Rescue of the skeletal phenotype in CasR-deficient mice by transfer onto the Gcm2 null background
J. Clin. Invest. Qisheng Tu, et al. 111:1029 doi:10.1172/JCI17054 [Go to this article.]

Figure 4
Nondecalcified histologic sections of the tibia of 1-week-old CasR- and Gcm2-deficient mice. Shown are group I controls (a–d), group II CasR-deficient mice (e–h), group III Gcm2-deficient mice (i–l), and group IV double homozygous CasR- and Gcm2-deficient mice (m–p).

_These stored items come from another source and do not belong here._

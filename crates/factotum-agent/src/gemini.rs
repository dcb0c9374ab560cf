//! Google Gemini model client.
//!
//! Implements the model boundary over the `generateContent` REST endpoint.
//! Tool-call turns are serialized back as `functionCall` parts and tool
//! results as `functionResponse` parts, so the model sees its own requests
//! and their outcomes in the history it is re-prompted with.

use serde_json::{Map, Value, json};

use factotum_core::config::GenerationConfig;
use factotum_core::conversation::{Conversation, Role, TurnContent};
use factotum_core::error::ModelError;
use factotum_core::model::{ChatModel, ModelResponse, ResponsePart, ToolCallRequest};
use factotum_core::schema::ToolSpec;

const API_BASE: &str = "https://generativelanguage.googleapis.com/v1beta";

pub struct GeminiModel {
    api_key: String,
    model: String,
    generation: GenerationConfig,
    client: reqwest::blocking::Client,
}

impl GeminiModel {
    pub fn new(api_key: impl Into<String>, model: impl Into<String>, generation: GenerationConfig) -> Self {
        Self {
            api_key: api_key.into(),
            model: model.into(),
            generation,
            client: reqwest::blocking::Client::new(),
        }
    }

    fn endpoint(&self) -> String {
        let resource = if self.model.starts_with("models/") {
            self.model.clone()
        } else {
            format!("models/{}", self.model)
        };
        format!(
            "{API_BASE}/{resource}:generateContent?key={}",
            self.api_key
        )
    }

    fn build_request_body(&self, history: &Conversation, tools: &[ToolSpec]) -> Value {
        let mut contents = Vec::new();

        for turn in history.turns() {
            let entry = match (&turn.role, &turn.content) {
                (Role::User, TurnContent::Text(text)) => json!({
                    "role": "user",
                    "parts": [{ "text": text }],
                }),
                (Role::Model, TurnContent::Text(text)) => json!({
                    "role": "model",
                    "parts": [{ "text": text }],
                }),
                (Role::Model, TurnContent::ToolCall(call)) => json!({
                    "role": "model",
                    "parts": [{
                        "functionCall": {
                            "name": call.name,
                            "args": Value::Object(call.args.clone()),
                        }
                    }],
                }),
                (_, TurnContent::ToolResult { name, payload }) => json!({
                    "role": "user",
                    "parts": [{
                        "functionResponse": {
                            "name": name,
                            "response": { "result": payload },
                        }
                    }],
                }),
                // The remaining combinations cannot be constructed.
                _ => continue,
            };
            contents.push(entry);
        }

        let mut body = json!({
            "contents": contents,
            "generationConfig": {
                "temperature": self.generation.temperature,
                "topK": self.generation.top_k,
                "topP": self.generation.top_p,
                "maxOutputTokens": self.generation.max_tokens,
            },
        });

        if !tools.is_empty() {
            let declarations: Vec<Value> = tools.iter().map(ToolSpec::to_declaration).collect();
            body["tools"] = json!([{ "functionDeclarations": declarations }]);
        }

        body
    }

    fn parse_response(parsed: &Value) -> Result<ModelResponse, ModelError> {
        let candidate = parsed
            .get("candidates")
            .and_then(|c| c.as_array())
            .and_then(|c| c.first())
            .ok_or_else(|| ModelError::Malformed("no candidates in response".to_string()))?;

        let mut parts = Vec::new();
        if let Some(candidate_parts) = candidate
            .get("content")
            .and_then(|c| c.get("parts"))
            .and_then(|p| p.as_array())
        {
            for part in candidate_parts {
                if let Some(text) = part.get("text").and_then(|t| t.as_str()) {
                    parts.push(ResponsePart::Text(text.to_string()));
                }
                if let Some(call) = part.get("functionCall") {
                    let name = call
                        .get("name")
                        .and_then(|n| n.as_str())
                        .unwrap_or_default()
                        .to_string();
                    let args = match call.get("args") {
                        Some(Value::Object(map)) => map.clone(),
                        _ => Map::new(),
                    };
                    parts.push(ResponsePart::ToolCall(ToolCallRequest::new(name, args)));
                }
            }
        }

        Ok(ModelResponse::from_parts(parts))
    }
}

impl ChatModel for GeminiModel {
    fn generate(
        &self,
        history: &Conversation,
        tools: &[ToolSpec],
    ) -> Result<ModelResponse, ModelError> {
        let body = self.build_request_body(history, tools);

        tracing::debug!(model = %self.model, turns = history.len(), "Calling Gemini API");
        let response = self
            .client
            .post(self.endpoint())
            .header("content-type", "application/json")
            .json(&body)
            .send()
            .map_err(|e| ModelError::Transport(e.to_string()))?;

        let status = response.status();
        if !status.is_success() {
            let body = response.text().unwrap_or_default();
            return Err(ModelError::Api {
                status: status.as_u16(),
                body,
            });
        }

        let parsed: Value = response
            .json()
            .map_err(|e| ModelError::Malformed(e.to_string()))?;
        Self::parse_response(&parsed)
    }
}

#[cfg(test)]
mod tests {
    use super::*;

    fn model() -> GeminiModel {
        GeminiModel::new("test-key", "models/test-model", GenerationConfig::default())
    }

    #[test]
    fn request_body_carries_tool_exchanges() {
        let mut history = Conversation::new();
        history.push_user_text("list my files");
        let mut args = Map::new();
        args.insert("dir_path".to_string(), json!("."));
        history.record_tool_exchange(
            ToolCallRequest::new("list_directory_contents", args),
            json!({"total_files": 2}),
        );

        let body = model().build_request_body(&history, &[]);
        let contents = body["contents"].as_array().unwrap();
        assert_eq!(contents.len(), 3);
        assert_eq!(contents[0]["parts"][0]["text"], "list my files");
        assert_eq!(
            contents[1]["parts"][0]["functionCall"]["name"],
            "list_directory_contents"
        );
        assert_eq!(contents[2]["role"], "user");
        assert_eq!(
            contents[2]["parts"][0]["functionResponse"]["response"]["result"]["total_files"],
            2
        );
    }

    #[test]
    fn response_parsing_preserves_part_order() {
        let raw = json!({
            "candidates": [{
                "content": {
                    "parts": [
                        { "text": "let me check" },
                        { "functionCall": { "name": "get_system_info", "args": {} } },
                    ]
                }
            }]
        });

        let response = GeminiModel::parse_response(&raw).unwrap();
        assert_eq!(response.parts.len(), 2);
        assert!(matches!(&response.parts[0], ResponsePart::Text(t) if t == "let me check"));
        assert!(matches!(
            &response.parts[1],
            ResponsePart::ToolCall(call) if call.name == "get_system_info"
        ));
        assert!(response.has_tool_calls());
    }

    #[test]
    fn empty_candidates_are_malformed() {
        let raw = json!({ "candidates": [] });
        assert!(matches!(
            GeminiModel::parse_response(&raw),
            Err(ModelError::Malformed(_))
        ));
    }

    #[test]
    fn endpoint_handles_bare_and_qualified_names() {
        let qualified = model();
        assert!(qualified.endpoint().contains("/models/test-model:generateContent"));

        let bare = GeminiModel::new("k", "test-model", GenerationConfig::default());
        assert!(bare.endpoint().contains("/models/test-model:generateContent"));
    }
}
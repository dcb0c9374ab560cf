//! Tool identifiers, the tool capability trait, and execution outcomes.

use crate::schema::{ToolArgs, ToolSpec};

/// Closed set of tools the assistant can invoke.
///
/// Using an enum instead of open string dispatch gives compile-time
/// exhaustiveness over the tool surface while keeping the wire names
/// (the strings the model sees) in one place.
#[derive(Debug, Clone, Copy, PartialEq, Eq, Hash)]
pub enum ToolKind {
    // File tools
    CheckTrashBin,
    CleanOldTrashFiles,
    ReadFileContent,
    WriteFileContent,
    ListDirectoryContents,
    FindFiles,
    SearchText,

    // Database tools
    CreateMysqlDatabase,
    ExecuteMysqlCommand,
    AnalyzeMysqlDatabaseStructure,
    ListMysqlDatabases,

    // System tools
    GetSystemInfo,
    RunPythonScript,
    AnalyzePythonCode,
    SendSystemNotification,
    ExecuteCliCommand,

    // Web tools
    FetchUrlContent,

    // Memory tools
    RememberFact,
    Forget,
}

impl ToolKind {
    /// Wire name of the tool, as advertised to the model.
    pub fn name(&self) -> &'static str {
        match self {
            ToolKind::CheckTrashBin => "check_trash_bin",
            ToolKind::CleanOldTrashFiles => "clean_old_trash_files",
            ToolKind::ReadFileContent => "read_file_content",
            ToolKind::WriteFileContent => "write_file_content",
            ToolKind::ListDirectoryContents => "list_directory_contents",
            ToolKind::FindFiles => "find_files",
            ToolKind::SearchText => "search_text",
            ToolKind::CreateMysqlDatabase => "create_mysql_database",
            ToolKind::ExecuteMysqlCommand => "execute_mysql_command",
            ToolKind::AnalyzeMysqlDatabaseStructure => "analyze_mysql_database_structure",
            ToolKind::ListMysqlDatabases => "list_mysql_databases",
            ToolKind::GetSystemInfo => "get_system_info",
            ToolKind::RunPythonScript => "run_python_script",
            ToolKind::AnalyzePythonCode => "analyze_python_code",
            ToolKind::SendSystemNotification => "send_system_notification",
            ToolKind::ExecuteCliCommand => "execute_cli_command",
            ToolKind::FetchUrlContent => "fetch_url_content",
            ToolKind::RememberFact => "remember_fact",
            ToolKind::Forget => "forget",
        }
    }

    /// Try to parse a wire name back into a `ToolKind`.
    pub fn from_name(name: &str) -> Option<Self> {
        Self::all().iter().copied().find(|kind| kind.name() == name)
    }

    /// All tools, in advertisement order.
    pub fn all() -> &'static [ToolKind] {
        &[
            ToolKind::CheckTrashBin,
            ToolKind::CleanOldTrashFiles,
            ToolKind::ReadFileContent,
            ToolKind::WriteFileContent,
            ToolKind::ListDirectoryContents,
            ToolKind::FindFiles,
            ToolKind::SearchText,
            ToolKind::CreateMysqlDatabase,
            ToolKind::ExecuteMysqlCommand,
            ToolKind::AnalyzeMysqlDatabaseStructure,
            ToolKind::ListMysqlDatabases,
            ToolKind::GetSystemInfo,
            ToolKind::RunPythonScript,
            ToolKind::AnalyzePythonCode,
            ToolKind::SendSystemNotification,
            ToolKind::ExecuteCliCommand,
            ToolKind::FetchUrlContent,
            ToolKind::RememberFact,
            ToolKind::Forget,
        ]
    }
}

impl std::fmt::Display for ToolKind {
    fn fmt(&self, f: &mut std::fmt::Formatter<'_>) -> std::fmt::Result {
        write!(f, "{}", self.name())
    }
}

/// Categorized failure reasons for tool execution.
///
/// Structured instead of a plain string so callers can distinguish failure
/// classes, while `message()` keeps a uniform human-readable rendering for
/// the model-facing error payload.
#[derive(Debug, Clone, PartialEq, Eq, serde::Serialize, serde::Deserialize)]
#[serde(tag = "type", rename_all = "snake_case")]
pub enum FailureKind {
    /// Invalid or malformed arguments reached the tool body.
    InvalidInput { message: String },
    /// Required resource not found (file, directory, database, ...).
    NotFound { resource: String },
    /// Local I/O failure.
    Io { message: String },
    /// Network-level failure.
    Network { message: String },
    /// Database-level failure.
    Database { message: String },
    /// A bounded operation ran out of time.
    Timeout { operation: String },
    /// The host platform does not support the operation.
    Unsupported { message: String },
    /// Anything else.
    Internal { message: String },
}

impl FailureKind {
    pub fn message(&self) -> String {
        match self {
            FailureKind::InvalidInput { message } => format!("Invalid input: {message}"),
            FailureKind::NotFound { resource } => format!("Not found: {resource}"),
            FailureKind::Io { message } => format!("I/O error: {message}"),
            FailureKind::Network { message } => format!("Network error: {message}"),
            FailureKind::Database { message } => format!("Database error: {message}"),
            FailureKind::Timeout { operation } => format!("Timed out: {operation}"),
            FailureKind::Unsupported { message } => format!("Unsupported: {message}"),
            FailureKind::Internal { message } => message.clone(),
        }
    }
}

impl std::fmt::Display for FailureKind {
    fn fmt(&self, f: &mut std::fmt::Formatter<'_>) -> std::fmt::Result {
        write!(f, "{}", self.message())
    }
}

/// The result of executing a tool.
///
/// A tool resolves to exactly one of two shapes: a JSON success payload or a
/// structured failure. Tool bodies never panic or propagate errors past this
/// boundary; the executor turns a `Failure` into the error-shaped payload
/// the model sees.
#[derive(Debug, Clone)]
pub enum ToolOutcome {
    Success { payload: serde_json::Value },
    Failure { reason: FailureKind },
}

impl ToolOutcome {
    pub fn success(payload: serde_json::Value) -> Self {
        ToolOutcome::Success { payload }
    }

    pub fn failed(reason: FailureKind) -> Self {
        ToolOutcome::Failure { reason }
    }

    /// Convenience constructor wrapping a plain message in
    /// [`FailureKind::Internal`].
    pub fn failure(message: impl Into<String>) -> Self {
        ToolOutcome::Failure {
            reason: FailureKind::Internal {
                message: message.into(),
            },
        }
    }

    pub fn is_success(&self) -> bool {
        matches!(self, ToolOutcome::Success { .. })
    }

    pub fn payload(&self) -> Option<&serde_json::Value> {
        match self {
            ToolOutcome::Success { payload } => Some(payload),
            ToolOutcome::Failure { .. } => None,
        }
    }

    pub fn failure_reason(&self) -> Option<&FailureKind> {
        match self {
            ToolOutcome::Success { .. } => None,
            ToolOutcome::Failure { reason } => Some(reason),
        }
    }
}

/// A capability the model may request by name.
///
/// Implementations are stateless wrappers over system facilities, except the
/// memory tools which close over the semantic store. `call` must resolve
/// every internal failure into a [`ToolOutcome::Failure`]; a single bad tool
/// call must never abort the conversation.
pub trait Tool: Send + Sync {
    /// The identifier this tool is registered under.
    fn kind(&self) -> ToolKind;

    /// Schema advertised to the model and used for argument validation.
    fn spec(&self) -> ToolSpec;

    /// Execute with validated arguments.
    fn call(&self, args: ToolArgs) -> ToolOutcome;
}

#[cfg(test)]
mod tests {
    use super::*;

    #[test]
    fn tool_names_round_trip() {
        for kind in ToolKind::all() {
            assert_eq!(ToolKind::from_name(kind.name()), Some(*kind));
        }
    }

    #[test]
    fn unknown_name_does_not_parse() {
        assert_eq!(ToolKind::from_name("launch_rocket"), None);
        assert_eq!(ToolKind::from_name(""), None);
    }

    #[test]
    fn all_names_are_unique() {
        let mut names: Vec<_> = ToolKind::all().iter().map(|k| k.name()).collect();
        names.sort_unstable();
        names.dedup();
        assert_eq!(names.len(), ToolKind::all().len());
    }

    #[test]
    fn outcome_shapes_are_exclusive() {
        let ok = ToolOutcome::success(serde_json::json!({"value": 1}));
        assert!(ok.is_success());
        assert!(ok.payload().is_some());
        assert!(ok.failure_reason().is_none());

        let err = ToolOutcome::failure("boom");
        assert!(!err.is_success());
        assert!(err.payload().is_none());
        assert_eq!(err.failure_reason().unwrap().message(), "boom");
    }
}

A toluidine blue–stained section of the growth plate (×125 in a, e, i, and m and ×250 in b, f, j, and n) shows a widened zone of hypertrophic chondrocytes in group II CasR-deficient mice that was corrected in group IV double homozygous CasR- and Gcm2-deficient mice, which were indistinguishable from group I and group III mice. A higher-power view of Goldner-stained sections (×500 in c, g, k, and o) of trabecular bone in secondary spongiosa. Excess osteoid is present in group II CasR^–/– mice (g) and resolution of hyperosteoidosis in group IV double knockout mice (o). In Goldner-stained sections, mineralized bone is blue and unmineralized osteoid is reddish-brown in color. The view under fluorescent light of Villanueva-stained sections of metaphysis (×500 in d, h, l, and p) showing the attenuation of calcein deposition in the primary and secondary spongiosa of group II CasR-deficient mice (h) is normalized in group IV double knockout mice (p).